• [TASK GOAL]:
For the data below, tally how many lines contain "bool" and answer only with that tally.

• [SOURCE MATERIAL]:

= = = =

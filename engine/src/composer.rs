use std::sync::Arc;

use engine_core::{
    aggressive_price, floor_to_step, funding_account_for_mint, new_client_order_id,
    AccountSource, ConvertError, ExchangeClient, MarketHandle, Metrics, OrderAck, OrderType,
    PlaceOrderRequest, Side, TokenAccount,
};
use solana_sdk::pubkey::Pubkey;
use tracing::{info, warn};

#[derive(Debug, Clone, Copy, PartialEq)]
pub struct ComposedOrder {
    pub side: Side,
    pub best_price: f64,
    pub price: f64,
    pub size: f64,
}

/// Turns a convert request into an immediate-or-cancel order that crosses the book.
pub struct OrderComposer<E: ExchangeClient + 'static> {
    exchange: Arc<E>,
    accounts: Arc<dyn AccountSource>,
    metrics: Arc<Metrics>,
    cross_ticks: u32,
}

struct Inflight<'a>(&'a Metrics);

impl<'a> Inflight<'a> {
    fn start(metrics: &'a Metrics) -> Self {
        metrics.inflight_orders.inc();
        Self(metrics)
    }
}

impl Drop for Inflight<'_> {
    fn drop(&mut self) {
        self.0.inflight_orders.dec();
    }
}

impl<E: ExchangeClient + 'static> OrderComposer<E> {
    pub fn new(
        exchange: Arc<E>,
        accounts: Arc<dyn AccountSource>,
        metrics: Arc<Metrics>,
        cross_ticks: u32,
    ) -> Self {
        Self {
            exchange,
            accounts,
            metrics,
            cross_ticks,
        }
    }

    /// Side, limit price and lot-aligned size for converting `size` of `from_token`.
    /// Reads the opposite side of the book; nothing is sent.
    pub async fn compose(
        &self,
        market: Option<&MarketHandle>,
        from_token: &str,
        size: f64,
    ) -> Result<ComposedOrder, ConvertError> {
        let market = market.ok_or(ConvertError::InvalidMarket)?;
        if !(size.is_finite() && size > 0.0) {
            return Err(ConvertError::InvalidSize);
        }
        let side = if market.is_base_token(from_token) {
            Side::Sell
        } else {
            Side::Buy
        };
        let book = match side {
            Side::Buy => &market.asks,
            Side::Sell => &market.bids,
        };
        let data = self
            .accounts
            .account_data(book)
            .await
            .map_err(|e| ConvertError::fetch_orderbook(&e))?
            .filter(|d| !d.is_empty())
            .ok_or(ConvertError::InvalidOrderbookData)?;
        let levels = self.exchange.decode_book(market, &data).map_err(|e| {
            warn!(target: "convert", market = %market.name(), error = %format!("{:#}", e), "undecodable order book");
            ConvertError::InvalidOrderbookData
        })?;
        let best_price = levels.first().map(|l| l.price).ok_or(ConvertError::NoBestPrice)?;

        let price = aggressive_price(best_price, market.tick_size(), side, self.cross_ticks);
        let size = floor_to_step(size, market.min_order_size());
        if size <= 0.0 {
            return Err(ConvertError::InvalidSize);
        }
        Ok(ComposedOrder {
            side,
            best_price,
            price,
            size,
        })
    }

    /// Sends `order` as IOC, funded from the owner's largest base and quote token accounts.
    pub async fn submit(
        &self,
        market: &MarketHandle,
        order: &ComposedOrder,
        token_accounts: &[TokenAccount],
        owner: &Pubkey,
    ) -> Result<OrderAck, ConvertError> {
        let request = PlaceOrderRequest {
            side: order.side,
            price: order.price,
            size: order.size,
            order_type: OrderType::ImmediateOrCancel,
            base_account: funding_account_for_mint(token_accounts, &market.base_mint, owner)
                .map(|a| a.pubkey),
            quote_account: funding_account_for_mint(token_accounts, &market.quote_mint, owner)
                .map(|a| a.pubkey),
            client_order_id: new_client_order_id(),
        };

        self.metrics.orders_sent.inc();
        let _inflight = Inflight::start(&self.metrics);
        match self.exchange.place_order(market, request).await {
            Ok(ack) => {
                self.metrics.orders_succeeded.inc();
                info!(
                    target: "convert",
                    market = %market.name(),
                    side = %order.side,
                    price = order.price,
                    size = order.size,
                    signature = %ack.signature,
                    "order placed"
                );
                Ok(ack)
            }
            Err(e) => {
                self.metrics.orders_failed.inc();
                warn!(target: "convert", market = %market.name(), error = %format!("{:#}", e), "order rejected");
                Err(ConvertError::place_order(&e))
            }
        }
    }
}
use engine_core::{Notification, Notifier, NotifyLevel};
use parking_lot::Mutex;
use tracing::{error, info};

/// Sends notifications to the log.
#[derive(Debug, Default, Clone, Copy)]
pub struct TracingNotifier;

impl Notifier for TracingNotifier {
    fn notify(&self, n: Notification) {
        let description = n.description.as_deref().unwrap_or("");
        match n.level {
            NotifyLevel::Error => {
                error!(target: "notify", message = %n.message, %description, "notification")
            }
            NotifyLevel::Info | NotifyLevel::Success => {
                info!(target: "notify", level = ?n.level, message = %n.message, %description, "notification")
            }
        }
    }
}

/// Keeps every notification in memory, oldest first.
#[derive(Debug, Default)]
pub struct RecordingNotifier {
    seen: Mutex<Vec<Notification>>,
}

impl RecordingNotifier {
    pub fn new() -> Self {
        Self::default()
    }

    pub fn take(&self) -> Vec<Notification> {
        std::mem::take(&mut *self.seen.lock())
    }

    pub fn messages(&self) -> Vec<String> {
        self.seen.lock().iter().map(|n| n.message.clone()).collect()
    }

    pub fn len(&self) -> usize {
        self.seen.lock().len()
    }

    pub fn is_empty(&self) -> bool {
        self.seen.lock().is_empty()
    }
}

impl Notifier for RecordingNotifier {
    fn notify(&self, n: Notification) {
        self.seen.lock().push(n);
    }
}
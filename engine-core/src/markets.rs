use anyhow::{Context, Result};

use crate::model::{CustomMarketInfo, MarketInfo};

/// User markets first, then the static catalogue. A custom entry shadows a static
/// market with the same address.
pub fn merge_market_infos(
    static_markets: &[MarketInfo],
    custom: &[CustomMarketInfo],
) -> Result<Vec<MarketInfo>> {
    let mut out = Vec::with_capacity(custom.len() + static_markets.len());
    for c in custom {
        let info = MarketInfo::try_from(c)
            .with_context(|| format!("custom market '{}'", c.name))?;
        out.push(info);
    }
    for m in static_markets {
        if out.iter().any(|c| c.address == m.address) {
            continue;
        }
        out.push(m.clone());
    }
    Ok(out)
}

/// Direction-agnostic lookup of the market trading `from` against `to`.
pub fn find_market<'a>(markets: &'a [MarketInfo], from: &str, to: &str) -> Option<&'a MarketInfo> {
    let forward = format!("{}/{}", from, to);
    let backward = format!("{}/{}", to, from);
    let mut candidates = markets
        .iter()
        .filter(|m| m.name == forward || m.name == backward);
    let first = candidates.next()?;
    if !first.deprecated {
        return Some(first);
    }
    candidates.find(|m| !m.deprecated).or(Some(first))
}

#[cfg(test)]
mod tests {
    use super::*;
    use crate::model::fixtures::market_info;
    use solana_sdk::pubkey::Pubkey;

    #[test]
    fn pair_resolves_in_either_direction() {
        let markets = vec![market_info("SOL/USDC"), market_info("SRM/USDC")];
        let a = find_market(&markets, "SOL", "USDC").unwrap();
        let b = find_market(&markets, "USDC", "SOL").unwrap();
        assert_eq!(a.address, b.address);
        assert_eq!(a.name, "SOL/USDC");
        assert!(find_market(&markets, "SOL", "SRM").is_none());
    }

    #[test]
    fn live_market_beats_deprecated_duplicate() {
        let old = market_info("SOL/USDC").deprecated(true);
        let new = market_info("SOL/USDC");
        let markets = vec![old.clone(), new.clone()];
        assert_eq!(find_market(&markets, "USDC", "SOL").unwrap().address, new.address);

        let only_old = vec![old.clone()];
        assert_eq!(find_market(&only_old, "SOL", "USDC").unwrap().address, old.address);
    }

    #[test]
    fn custom_markets_come_first_and_shadow_static() {
        let stat = market_info("SOL/USDC");
        let custom = vec![
            CustomMarketInfo {
                address: Pubkey::new_unique().to_string(),
                name: "MNGO/USDC".into(),
                program_id: Pubkey::new_unique().to_string(),
                base_label: None,
                quote_label: None,
            },
            CustomMarketInfo {
                address: stat.address.to_string(),
                name: "SOL/USDC".into(),
                program_id: stat.program_id.to_string(),
                base_label: Some("Solana".into()),
                quote_label: None,
            },
        ];
        let merged = merge_market_infos(&[stat.clone()], &custom).unwrap();
        assert_eq!(merged.len(), 2);
        assert_eq!(merged[0].name, "MNGO/USDC");
        assert_eq!(merged[1].base_label.as_deref(), Some("Solana"));
    }

    #[test]
    fn invalid_custom_market_is_an_error() {
        let custom = vec![CustomMarketInfo {
            address: "xyz".into(),
            name: "A/B".into(),
            program_id: Pubkey::new_unique().to_string(),
            base_label: None,
            quote_label: None,
        }];
        let err = merge_market_infos(&[], &custom).unwrap_err();
        assert!(format!("{:#}", err).contains("custom market 'A/B'"));
    }
}
use engine_core::{MarketHandle, OrderType, Side};
use solana_sdk::{
    instruction::{AccountMeta, Instruction},
    pubkey::Pubkey,
    sysvar,
};

use crate::rpc_pool::TOKEN_PROGRAM_ID;

const INSTRUCTION_VERSION: u8 = 0;
const TAG_NEW_ORDER_V3: u32 = 10;
const TAG_CANCEL_ORDER_V2: u32 = 11;

/// Self-trade behaviour: decrement the taking order.
const DECREMENT_TAKE: u32 = 0;
const MATCH_LIMIT: u16 = 65535;

#[derive(Debug, Clone, PartialEq, Eq)]
pub struct NewOrderV3 {
    pub side: Side,
    pub limit_price_lots: u64,
    pub max_base_lots: u64,
    pub max_native_quote_including_fees: u64,
    pub order_type: OrderType,
    pub client_order_id: u64,
}

impl NewOrderV3 {
    pub fn data(&self) -> Vec<u8> {
        let mut b = Vec::with_capacity(51);
        b.push(INSTRUCTION_VERSION);
        b.extend_from_slice(&TAG_NEW_ORDER_V3.to_le_bytes());
        b.extend_from_slice(&self.side.wire().to_le_bytes());
        b.extend_from_slice(&self.limit_price_lots.to_le_bytes());
        b.extend_from_slice(&self.max_base_lots.to_le_bytes());
        b.extend_from_slice(&self.max_native_quote_including_fees.to_le_bytes());
        b.extend_from_slice(&DECREMENT_TAKE.to_le_bytes());
        b.extend_from_slice(&self.order_type.wire().to_le_bytes());
        b.extend_from_slice(&self.client_order_id.to_le_bytes());
        b.extend_from_slice(&MATCH_LIMIT.to_le_bytes());
        b
    }

    /// `payer` funds the order: the quote account for bids, the base account for asks.
    pub fn instruction(
        &self,
        market: &MarketHandle,
        open_orders: &Pubkey,
        payer: &Pubkey,
        owner: &Pubkey,
    ) -> Instruction {
        Instruction {
            program_id: *market.program_id(),
            accounts: vec![
                AccountMeta::new(*market.address(), false),
                AccountMeta::new(*open_orders, false),
                AccountMeta::new(market.request_queue, false),
                AccountMeta::new(market.event_queue, false),
                AccountMeta::new(market.bids, false),
                AccountMeta::new(market.asks, false),
                AccountMeta::new(*payer, false),
                AccountMeta::new_readonly(*owner, true),
                AccountMeta::new(market.base_vault, false),
                AccountMeta::new(market.quote_vault, false),
                AccountMeta::new_readonly(TOKEN_PROGRAM_ID, false),
                AccountMeta::new_readonly(sysvar::rent::id(), false),
            ],
            data: self.data(),
        }
    }
}

#[derive(Debug, Clone, PartialEq, Eq)]
pub struct CancelOrderV2 {
    pub side: Side,
    pub order_id: u128,
}

impl CancelOrderV2 {
    pub fn data(&self) -> Vec<u8> {
        let mut b = Vec::with_capacity(25);
        b.push(INSTRUCTION_VERSION);
        b.extend_from_slice(&TAG_CANCEL_ORDER_V2.to_le_bytes());
        b.extend_from_slice(&self.side.wire().to_le_bytes());
        b.extend_from_slice(&self.order_id.to_le_bytes());
        b
    }

    pub fn instruction(
        &self,
        market: &MarketHandle,
        open_orders: &Pubkey,
        owner: &Pubkey,
    ) -> Instruction {
        Instruction {
            program_id: *market.program_id(),
            accounts: vec![
                AccountMeta::new(*market.address(), false),
                AccountMeta::new(market.bids, false),
                AccountMeta::new(market.asks, false),
                AccountMeta::new(*open_orders, false),
                AccountMeta::new_readonly(*owner, true),
                AccountMeta::new(market.event_queue, false),
            ],
            data: self.data(),
        }
    }
}

#[cfg(test)]
mod tests {
    use super::*;
    use engine_core::MarketInfo;

    fn market() -> MarketHandle {
        MarketHandle {
            info: MarketInfo::new(Pubkey::new_unique(), Pubkey::new_unique(), "SOL/USDC").unwrap(),
            base_mint: Pubkey::new_unique(),
            quote_mint: Pubkey::new_unique(),
            base_decimals: 9,
            quote_decimals: 6,
            base_vault: Pubkey::new_unique(),
            quote_vault: Pubkey::new_unique(),
            request_queue: Pubkey::new_unique(),
            event_queue: Pubkey::new_unique(),
            bids: Pubkey::new_unique(),
            asks: Pubkey::new_unique(),
            vault_signer_nonce: 0,
            base_lot_size: 10_000_000,
            quote_lot_size: 100,
            fee_rate_bps: 0,
        }
    }

    #[test]
    fn new_order_v3_layout() {
        let ix = NewOrderV3 {
            side: Side::Sell,
            limit_price_lots: 1100,
            max_base_lots: 123,
            max_native_quote_including_fees: 0,
            order_type: OrderType::ImmediateOrCancel,
            client_order_id: 77,
        };
        let data = ix.data();
        assert_eq!(data.len(), 51);
        assert_eq!(data[0], 0);
        assert_eq!(&data[1..5], &10u32.to_le_bytes());
        assert_eq!(&data[5..9], &1u32.to_le_bytes());
        assert_eq!(&data[9..17], &1100u64.to_le_bytes());
        assert_eq!(&data[17..25], &123u64.to_le_bytes());
        assert_eq!(&data[37..41], &1u32.to_le_bytes());
        assert_eq!(&data[41..49], &77u64.to_le_bytes());
        assert_eq!(&data[49..51], &65535u16.to_le_bytes());
    }

    #[test]
    fn new_order_accounts_follow_program_order() {
        let m = market();
        let (oo, payer, owner) = (Pubkey::new_unique(), Pubkey::new_unique(), Pubkey::new_unique());
        let ix = NewOrderV3 {
            side: Side::Buy,
            limit_price_lots: 1,
            max_base_lots: 1,
            max_native_quote_including_fees: 100,
            order_type: OrderType::ImmediateOrCancel,
            client_order_id: 0,
        }
        .instruction(&m, &oo, &payer, &owner);
        assert_eq!(ix.program_id, *m.program_id());
        assert_eq!(ix.accounts.len(), 12);
        assert_eq!(ix.accounts[1].pubkey, oo);
        assert_eq!(ix.accounts[6].pubkey, payer);
        assert!(ix.accounts[7].is_signer && !ix.accounts[7].is_writable);
        assert_eq!(ix.accounts[10].pubkey, TOKEN_PROGRAM_ID);
    }

    #[test]
    fn cancel_order_v2_layout() {
        let id = (1100u128 << 64) | 3;
        let data = CancelOrderV2 {
            side: Side::Buy,
            order_id: id,
        }
        .data();
        assert_eq!(data.len(), 25);
        assert_eq!(&data[1..5], &11u32.to_le_bytes());
        assert_eq!(&data[5..9], &0u32.to_le_bytes());
        assert_eq!(&data[9..25], &id.to_le_bytes());
    }
}
use std::collections::{BTreeMap, BTreeSet};

use tracing::warn;

use crate::model::{split_market_name, MarketInfo};

/// Undirected adjacency of tokens that share a direct market.
#[derive(Debug, Clone, Default, PartialEq, Eq)]
pub struct TokenPairIndex {
    neighbors: BTreeMap<String, BTreeSet<String>>,
}

impl TokenPairIndex {
    pub fn build(markets: &[MarketInfo]) -> Self {
        let mut neighbors: BTreeMap<String, BTreeSet<String>> = BTreeMap::new();
        for market in markets {
            let Some((base, quote)) = split_market_name(&market.name) else {
                warn!(target: "pairs", name = %market.name, "skipping market with malformed name");
                continue;
            };
            neighbors
                .entry(base.to_string())
                .or_default()
                .insert(quote.to_string());
            neighbors
                .entry(quote.to_string())
                .or_default()
                .insert(base.to_string());
        }
        Self { neighbors }
    }

    pub fn tokens(&self) -> impl Iterator<Item = &str> {
        self.neighbors.keys().map(String::as_str)
    }

    pub fn neighbors(&self, token: &str) -> Vec<&str> {
        self.neighbors
            .get(token)
            .map(|set| set.iter().map(String::as_str).collect())
            .unwrap_or_default()
    }

    pub fn contains(&self, token: &str) -> bool {
        self.neighbors.contains_key(token)
    }

    pub fn is_pair(&self, a: &str, b: &str) -> bool {
        self.neighbors
            .get(a)
            .map(|set| set.contains(b))
            .unwrap_or(false)
    }

    pub fn len(&self) -> usize {
        self.neighbors.len()
    }

    pub fn is_empty(&self) -> bool {
        self.neighbors.is_empty()
    }
}

#[cfg(test)]
mod tests {
    use super::*;
    use crate::model::fixtures::market_info;

    fn index(names: &[&str]) -> TokenPairIndex {
        let markets: Vec<_> = names.iter().map(|n| market_info(n)).collect();
        TokenPairIndex::build(&markets)
    }

    #[test]
    fn every_market_links_both_directions() {
        let idx = index(&["SOL/USDC", "SRM/USDC", "SOL/USDT"]);
        assert_eq!(idx.neighbors("SOL"), vec!["USDC", "USDT"]);
        assert_eq!(idx.neighbors("USDC"), vec!["SOL", "SRM"]);
        assert_eq!(idx.neighbors("USDT"), vec!["SOL"]);
        assert_eq!(idx.len(), 4);
    }

    #[test]
    fn index_is_symmetric() {
        let idx = index(&[
            "SOL/USDC", "BTC/USDC", "ETH/USDC", "BTC/USDT", "ETH/BTC", "USDT/USDC", "SOL/USDC",
        ]);
        for a in idx.tokens() {
            for b in idx.neighbors(a) {
                assert!(idx.is_pair(b, a), "{} -> {} has no reverse edge", a, b);
            }
        }
    }

    #[test]
    fn duplicate_markets_do_not_duplicate_neighbors() {
        let idx = index(&["SOL/USDC", "SOL/USDC"]);
        assert_eq!(idx.neighbors("SOL"), vec!["USDC"]);
    }

    #[test]
    fn tokens_without_markets_are_absent() {
        let idx = index(&["SOL/USDC"]);
        assert!(!idx.contains("BTC"));
        assert!(idx.neighbors("BTC").is_empty());
        assert!(TokenPairIndex::build(&[]).is_empty());
    }
}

= = = =

• [SOLUTION FOR THIS PROBLEM]:
4